Recommendation
Industrial Relations Act 1969
Investigation Recommendation Reference: IR - SC - 00001991
| Worker | Employer |
Anonymised Parties | A Security Guard | A Security Company |
Representatives | Killian McGovern BL | Danny Ryan BL |
Dispute:
Act | Dispute Reference No. | Date of Receipt |
Complaint seeking adjudication by the Workplace Relations Commission under section 13 of the Industrial Relations Act, 1969 | IR - SC - 00001991 | 17/11/2023 |
Workplace Relations Commission Adjudication Officer: Catherine Byrne
Date of Hearing: 13/01/2025
Procedure:
In accordance with section 13 of the Industrial Relations Act 1969 (as amended), this dispute was assigned to me by the Director General. At a hearing on January 13th 2025, I made enquiries and gave the parties an opportunity to be heard and to put forward their positions in relation to the dispute.
The worker was represented by Mr Cillian McGovern BL, instructed by Ms Lara Kennedy Jones of Crushell and Company, Solicitors. The employer was represented by Mr Danny Ryan BL. Mr Ryan was accompanied by the employer’s head of HR, a senior HR business partner and a key account manager.

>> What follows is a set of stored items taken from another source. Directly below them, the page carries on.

//! Finite difference methods for Black-Scholes option pricing.
//!
//! # Overview
//!
//! * [`Grid`]: uniform log-moneyness × time grid
//! * [`VanillaPayoff`]: call/put terminal condition over the space axis
//! * [`solve`]: fully implicit time stepping with optional American
//!   early-exercise projection, returning a [`SolutionGrid`]
//!
//! The tridiagonal step matrix has constant bands, so it is factored once
//! per solve ([`bsfd_math::ConstTridiagonal`]) and reused for every time step.

pub mod grid;
pub mod implicit;
pub mod payoff;

pub use grid::Grid;
pub use implicit::{solve, BlackScholesParams, ExerciseStyle, OperatorCoefficients, SolutionGrid};
pub use payoff::{OptionType, VanillaPayoff};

As the subject matter is a dispute under section 13 of the Industrial Relations Act 1969, the hearing took place in private and the parties are not named but, in accordance with the Act, are referred to as “the worker” and “the employer.”
Background:
The worker is a security guard and he commenced employment on December 19th 2019 with a registered security company. He was assigned to a job on the construction site of a data centre. On March 29th 2021, under the European Communities (Protection of Employees on Transfer of Undertakings) Regulations 2003 (TUPE), he transferred to the employer and he continued in the same job. Sometime after his transfer, he was assigned to a job at a data centre that was already up and running. In January 2022, he was found to be asleep during his shift and, following a disciplinary investigation, in February 2022, he was issued with a final written warning and moved to a different client’s site. The worker’s dispute is about the severity of the sanction of a written warning. He claims that his employer “jumped straightaway to a final written warning.” At the hearing, the worker said that, with the support of his union representative, he appealed against the issuing of the final written warning, but the warning was not overturned. Instead, it remained on his file until February 2023. The worker submitted this dispute to the WRC on November 17th 2023. In his submission on behalf of the employer, Mr Ryan argued that, as the final written warning expired in February 2023, this dispute is over. |
Conclusions:
The disciplinary hearing which was included in the employer’s company handbook provides that, “If following the first written warning, there is insufficient improvement, or if the first act of misconduct is sufficiently serious to warrant missing the first two stages of the procedure, you will receive a final written warning specifying the nature of performance or conduct issue, the remedial action required and the time period in which the required standard must be achieved. This will also state the consequences of a failure to improve. A copy of the final written warning will be filed in your personnel records and again will remain valid for 12 months.” It is apparent from this that the procedure provides for a move to a final written warning, or, in certain circumstances, to a dismissal, if the conduct is regarded by the employer as sufficiently serious. The conduct of the worker was serious enough that the employer decided to issue him with a final written warning. I understand from what the worker told me at the hearing that he appealed against the severity of the warning, but without success. It is my view that the conclusion of the appeal was the time to submit this complaint to the WRC and that there is no merit in me conducting an investigation now, when the warning has expired and the worker has decided, for personal reasons, to move to a new employer. |
Recommendation:
Section 13 of the Industrial Relations Act 1969 requires that I make a recommendation in relation to the dispute.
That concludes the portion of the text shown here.